▶ PROBLEM: Every line that contains the word "type" is to be copied from the listing.
(INPUT MATERIAL)
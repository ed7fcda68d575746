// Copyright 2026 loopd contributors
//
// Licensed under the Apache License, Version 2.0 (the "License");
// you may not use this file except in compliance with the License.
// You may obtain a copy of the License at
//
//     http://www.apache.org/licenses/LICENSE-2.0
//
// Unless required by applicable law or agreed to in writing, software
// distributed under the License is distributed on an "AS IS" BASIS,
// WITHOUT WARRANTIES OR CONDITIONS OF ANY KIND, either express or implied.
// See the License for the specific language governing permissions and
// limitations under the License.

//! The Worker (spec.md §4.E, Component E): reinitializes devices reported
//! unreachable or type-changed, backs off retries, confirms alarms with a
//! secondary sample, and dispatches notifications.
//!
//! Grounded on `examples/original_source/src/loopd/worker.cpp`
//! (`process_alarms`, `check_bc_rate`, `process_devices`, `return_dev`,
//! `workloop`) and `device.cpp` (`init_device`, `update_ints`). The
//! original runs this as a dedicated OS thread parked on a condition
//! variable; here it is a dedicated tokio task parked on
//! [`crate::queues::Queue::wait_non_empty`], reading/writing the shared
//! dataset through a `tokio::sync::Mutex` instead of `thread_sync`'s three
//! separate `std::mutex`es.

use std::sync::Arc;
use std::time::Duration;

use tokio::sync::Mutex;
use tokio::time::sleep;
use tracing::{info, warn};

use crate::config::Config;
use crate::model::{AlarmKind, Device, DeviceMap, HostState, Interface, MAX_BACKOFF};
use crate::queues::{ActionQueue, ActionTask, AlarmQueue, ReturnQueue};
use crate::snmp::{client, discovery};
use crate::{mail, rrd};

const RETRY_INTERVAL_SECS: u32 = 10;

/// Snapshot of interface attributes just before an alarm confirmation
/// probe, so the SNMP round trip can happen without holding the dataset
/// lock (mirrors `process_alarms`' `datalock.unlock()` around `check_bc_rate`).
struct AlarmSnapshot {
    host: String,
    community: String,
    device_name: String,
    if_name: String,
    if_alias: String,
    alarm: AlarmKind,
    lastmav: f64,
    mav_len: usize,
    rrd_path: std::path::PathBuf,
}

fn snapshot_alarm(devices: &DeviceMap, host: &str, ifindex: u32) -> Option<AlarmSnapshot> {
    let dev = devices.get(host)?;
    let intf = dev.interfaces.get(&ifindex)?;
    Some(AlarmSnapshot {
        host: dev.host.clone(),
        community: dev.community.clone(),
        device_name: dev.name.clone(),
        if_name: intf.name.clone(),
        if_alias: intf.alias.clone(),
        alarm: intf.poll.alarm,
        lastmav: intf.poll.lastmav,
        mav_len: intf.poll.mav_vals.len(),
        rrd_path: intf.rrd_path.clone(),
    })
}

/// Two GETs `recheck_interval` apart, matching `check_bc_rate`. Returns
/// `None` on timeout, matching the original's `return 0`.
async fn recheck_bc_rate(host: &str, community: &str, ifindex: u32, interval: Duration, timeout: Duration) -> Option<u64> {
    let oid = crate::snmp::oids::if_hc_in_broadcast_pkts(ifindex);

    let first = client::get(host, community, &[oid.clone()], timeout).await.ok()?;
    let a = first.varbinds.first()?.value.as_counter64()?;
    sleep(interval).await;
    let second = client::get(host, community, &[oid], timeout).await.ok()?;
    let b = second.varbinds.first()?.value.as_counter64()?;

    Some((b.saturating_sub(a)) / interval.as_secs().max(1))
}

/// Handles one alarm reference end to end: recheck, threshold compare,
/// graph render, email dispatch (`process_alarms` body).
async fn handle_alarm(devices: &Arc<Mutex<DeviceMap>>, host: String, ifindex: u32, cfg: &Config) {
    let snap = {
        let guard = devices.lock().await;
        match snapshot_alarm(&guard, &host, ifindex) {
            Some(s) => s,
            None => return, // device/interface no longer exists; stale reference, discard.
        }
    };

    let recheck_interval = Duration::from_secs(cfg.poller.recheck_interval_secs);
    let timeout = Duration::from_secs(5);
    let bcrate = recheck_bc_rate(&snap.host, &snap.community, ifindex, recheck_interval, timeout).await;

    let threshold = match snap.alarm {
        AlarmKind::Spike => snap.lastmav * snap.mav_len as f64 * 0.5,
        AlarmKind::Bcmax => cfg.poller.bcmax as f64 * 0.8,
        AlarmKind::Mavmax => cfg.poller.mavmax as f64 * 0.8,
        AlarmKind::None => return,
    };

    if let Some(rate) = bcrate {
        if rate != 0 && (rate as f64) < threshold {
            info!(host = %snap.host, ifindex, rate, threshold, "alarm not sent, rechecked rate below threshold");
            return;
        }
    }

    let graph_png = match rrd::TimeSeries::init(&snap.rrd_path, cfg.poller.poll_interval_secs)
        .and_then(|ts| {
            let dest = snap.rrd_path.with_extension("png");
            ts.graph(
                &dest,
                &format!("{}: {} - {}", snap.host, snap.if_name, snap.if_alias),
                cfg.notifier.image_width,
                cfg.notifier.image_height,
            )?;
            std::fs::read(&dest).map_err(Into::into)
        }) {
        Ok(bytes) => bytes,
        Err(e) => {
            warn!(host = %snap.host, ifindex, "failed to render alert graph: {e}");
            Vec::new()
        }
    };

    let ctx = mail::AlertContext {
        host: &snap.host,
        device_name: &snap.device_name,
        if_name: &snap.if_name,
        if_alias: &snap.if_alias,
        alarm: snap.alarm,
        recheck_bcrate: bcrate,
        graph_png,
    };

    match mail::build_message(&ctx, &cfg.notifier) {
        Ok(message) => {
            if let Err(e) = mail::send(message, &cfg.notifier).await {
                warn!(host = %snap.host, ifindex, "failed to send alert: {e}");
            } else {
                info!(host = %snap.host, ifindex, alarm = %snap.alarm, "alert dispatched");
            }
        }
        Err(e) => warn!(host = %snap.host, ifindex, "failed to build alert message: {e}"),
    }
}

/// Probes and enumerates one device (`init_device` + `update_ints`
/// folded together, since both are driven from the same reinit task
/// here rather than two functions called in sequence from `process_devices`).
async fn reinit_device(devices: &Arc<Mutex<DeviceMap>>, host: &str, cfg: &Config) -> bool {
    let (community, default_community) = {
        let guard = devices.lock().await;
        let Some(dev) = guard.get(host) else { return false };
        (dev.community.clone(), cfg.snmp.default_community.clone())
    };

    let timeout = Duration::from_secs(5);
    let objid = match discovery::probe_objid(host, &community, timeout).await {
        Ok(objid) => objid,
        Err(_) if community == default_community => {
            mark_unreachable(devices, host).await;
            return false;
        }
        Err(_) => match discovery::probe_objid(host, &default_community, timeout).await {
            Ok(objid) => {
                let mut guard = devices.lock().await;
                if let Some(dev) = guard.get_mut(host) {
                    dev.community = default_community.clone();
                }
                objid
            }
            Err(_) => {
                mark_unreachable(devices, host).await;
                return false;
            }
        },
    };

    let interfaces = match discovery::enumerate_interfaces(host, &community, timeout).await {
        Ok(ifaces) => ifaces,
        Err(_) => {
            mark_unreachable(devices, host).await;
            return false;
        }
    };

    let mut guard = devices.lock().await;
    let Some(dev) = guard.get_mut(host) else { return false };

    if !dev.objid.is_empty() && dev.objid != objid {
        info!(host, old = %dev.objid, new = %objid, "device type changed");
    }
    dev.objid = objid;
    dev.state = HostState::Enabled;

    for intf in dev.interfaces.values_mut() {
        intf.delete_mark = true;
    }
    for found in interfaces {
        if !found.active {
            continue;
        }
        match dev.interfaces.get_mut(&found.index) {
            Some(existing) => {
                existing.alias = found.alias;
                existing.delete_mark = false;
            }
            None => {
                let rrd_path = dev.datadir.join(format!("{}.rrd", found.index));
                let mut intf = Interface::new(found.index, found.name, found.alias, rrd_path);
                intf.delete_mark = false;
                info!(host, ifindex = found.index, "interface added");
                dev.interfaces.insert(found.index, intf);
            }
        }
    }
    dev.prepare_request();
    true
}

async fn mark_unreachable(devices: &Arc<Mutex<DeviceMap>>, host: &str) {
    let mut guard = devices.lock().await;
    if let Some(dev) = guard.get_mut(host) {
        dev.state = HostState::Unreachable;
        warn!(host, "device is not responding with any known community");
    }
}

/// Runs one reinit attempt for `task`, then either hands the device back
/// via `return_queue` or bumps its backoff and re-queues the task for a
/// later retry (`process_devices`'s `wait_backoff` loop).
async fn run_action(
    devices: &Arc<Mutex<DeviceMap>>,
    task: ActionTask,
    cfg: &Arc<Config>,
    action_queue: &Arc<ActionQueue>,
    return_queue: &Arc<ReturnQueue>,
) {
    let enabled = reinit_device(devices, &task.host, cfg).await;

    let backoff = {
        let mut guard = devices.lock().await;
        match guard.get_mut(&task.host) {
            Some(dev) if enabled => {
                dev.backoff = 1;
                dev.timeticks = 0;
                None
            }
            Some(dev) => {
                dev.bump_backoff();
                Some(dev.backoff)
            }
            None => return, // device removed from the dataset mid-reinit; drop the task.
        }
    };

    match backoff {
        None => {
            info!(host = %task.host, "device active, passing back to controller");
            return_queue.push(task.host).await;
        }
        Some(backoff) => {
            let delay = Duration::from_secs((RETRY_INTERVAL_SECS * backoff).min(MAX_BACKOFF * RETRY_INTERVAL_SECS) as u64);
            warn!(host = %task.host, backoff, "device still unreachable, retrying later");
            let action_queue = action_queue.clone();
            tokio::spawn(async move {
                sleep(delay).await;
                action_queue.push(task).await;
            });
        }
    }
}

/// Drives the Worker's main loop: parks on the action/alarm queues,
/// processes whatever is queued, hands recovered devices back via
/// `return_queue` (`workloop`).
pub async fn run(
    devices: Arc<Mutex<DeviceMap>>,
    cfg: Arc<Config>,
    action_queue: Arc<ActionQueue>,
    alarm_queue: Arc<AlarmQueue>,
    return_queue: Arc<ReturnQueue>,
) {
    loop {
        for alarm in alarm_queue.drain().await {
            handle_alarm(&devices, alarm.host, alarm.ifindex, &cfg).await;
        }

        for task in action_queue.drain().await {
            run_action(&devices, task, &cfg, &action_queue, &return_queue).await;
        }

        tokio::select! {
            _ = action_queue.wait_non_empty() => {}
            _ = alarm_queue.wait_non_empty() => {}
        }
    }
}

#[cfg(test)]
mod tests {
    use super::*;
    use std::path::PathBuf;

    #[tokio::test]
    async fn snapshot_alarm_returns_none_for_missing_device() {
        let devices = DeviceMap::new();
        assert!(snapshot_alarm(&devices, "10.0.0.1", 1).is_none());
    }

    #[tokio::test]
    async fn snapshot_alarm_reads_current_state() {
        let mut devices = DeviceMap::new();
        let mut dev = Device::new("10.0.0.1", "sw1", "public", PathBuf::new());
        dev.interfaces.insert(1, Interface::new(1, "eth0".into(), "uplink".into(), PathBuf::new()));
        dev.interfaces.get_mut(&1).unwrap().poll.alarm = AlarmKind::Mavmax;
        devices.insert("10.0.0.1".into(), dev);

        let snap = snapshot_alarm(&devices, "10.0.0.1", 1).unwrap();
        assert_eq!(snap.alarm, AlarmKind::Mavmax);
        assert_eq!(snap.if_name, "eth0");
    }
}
(End INPUT MATERIAL)
▶ ANSWER AREA:
//! unreachable or type-changed, backs off retries, confirms alarms with a
        info!(host, old = %dev.objid, new = %objid, "device type changed");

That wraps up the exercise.